▶ Task data

------------------------------------------------

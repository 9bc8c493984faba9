use crate::error::AppError;
use axum::{
    extract::{ConnectInfo, Request, State},
    middleware::Next,
    response::Response,
};
use governor::{
    Quota, RateLimiter,
    clock::{Clock, DefaultClock},
    state::keyed::DashMapStateStore,
};
use std::{
    net::{IpAddr, SocketAddr},
    num::NonZeroU32,
    sync::Arc,
    time::Duration,
};

/// Rate limiter keyed by client IP address
pub type IpRateLimiter = Arc<RateLimiter<IpAddr, DashMapStateStore<IpAddr>, DefaultClock>>;

/// Allow `attempts` requests per `window_seconds` for every client IP, with
/// the whole allowance available as a burst.
pub fn create_ip_rate_limiter(attempts: u32, window_seconds: u64) -> IpRateLimiter {
    let burst = NonZeroU32::new(attempts.max(1)).unwrap_or(NonZeroU32::MIN);
    let period = Duration::from_millis(
        ((window_seconds.max(1) * 1000) / u64::from(burst.get())).max(1),
    );
    let quota = Quota::with_period(period)
        .unwrap_or_else(|| Quota::per_second(burst))
        .allow_burst(burst);

    Arc::new(RateLimiter::dashmap(quota))
}

fn client_ip(request: &Request) -> Option<IpAddr> {
    let forwarded = request
        .headers()
        .get("x-forwarded-for")
        .and_then(|v| v.to_str().ok())
        .and_then(|s| s.split(',').next())
        .and_then(|s| s.trim().parse::<IpAddr>().ok());

    forwarded.or_else(|| {
        request
            .extensions()
            .get::<ConnectInfo<SocketAddr>>()
            .map(|ConnectInfo(addr)| addr.ip())
    })
}

/// Middleware for IP-based rate limiting
pub async fn ip_rate_limit_middleware(
    State(limiter): State<IpRateLimiter>,
    request: Request,
    next: Next,
) -> Result<Response, AppError> {
    match client_ip(&request) {
        Some(ip) => match limiter.check_key(&ip) {
            Ok(_) => Ok(next.run(request).await),
            Err(negative) => {
                let wait_time = negative.wait_time_from(DefaultClock::default().now());
                tracing::warn!(client_ip = %ip, "Rate limit exceeded");
                Err(AppError::TooManyRequests(
                    "Too many requests from this IP. Please try again later.".to_string(),
                    Some(wait_time.as_secs().max(1)),
                ))
            }
        },
        None => {
            tracing::warn!("Could not determine IP for rate limiting");
            Ok(next.run(request).await)
        }
    }
}
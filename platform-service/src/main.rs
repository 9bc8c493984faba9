use platform_service::{config::PlatformConfig, services::init_metrics, Application};
use service_core::error::AppError;
use service_core::observability::init_tracing;

#[tokio::main]
async fn main() -> Result<(), AppError> {
    // Load configuration - fail fast if invalid
    let config = PlatformConfig::from_env()?;

    init_tracing(
        &config.service_name,
        &config.log_level,
        config.otlp_endpoint.as_deref(),
    )?;
    init_metrics();

    tracing::info!(
        service = %config.service_name,
        version = %config.service_version,
        environment = ?config.environment,
        "Starting platform service"
    );

    let application = Application::build(config).await?;
    application.run_until_stopped().await?;

    Ok(())
}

------------------------------------------------

▶ Task prompt
Would you filter the records and copy each line that contains the word "PlatformConfig"?

▶ Answer to the problem
use platform_service::{config::PlatformConfig, services::init_metrics, Application};
    let config = PlatformConfig::from_env()?;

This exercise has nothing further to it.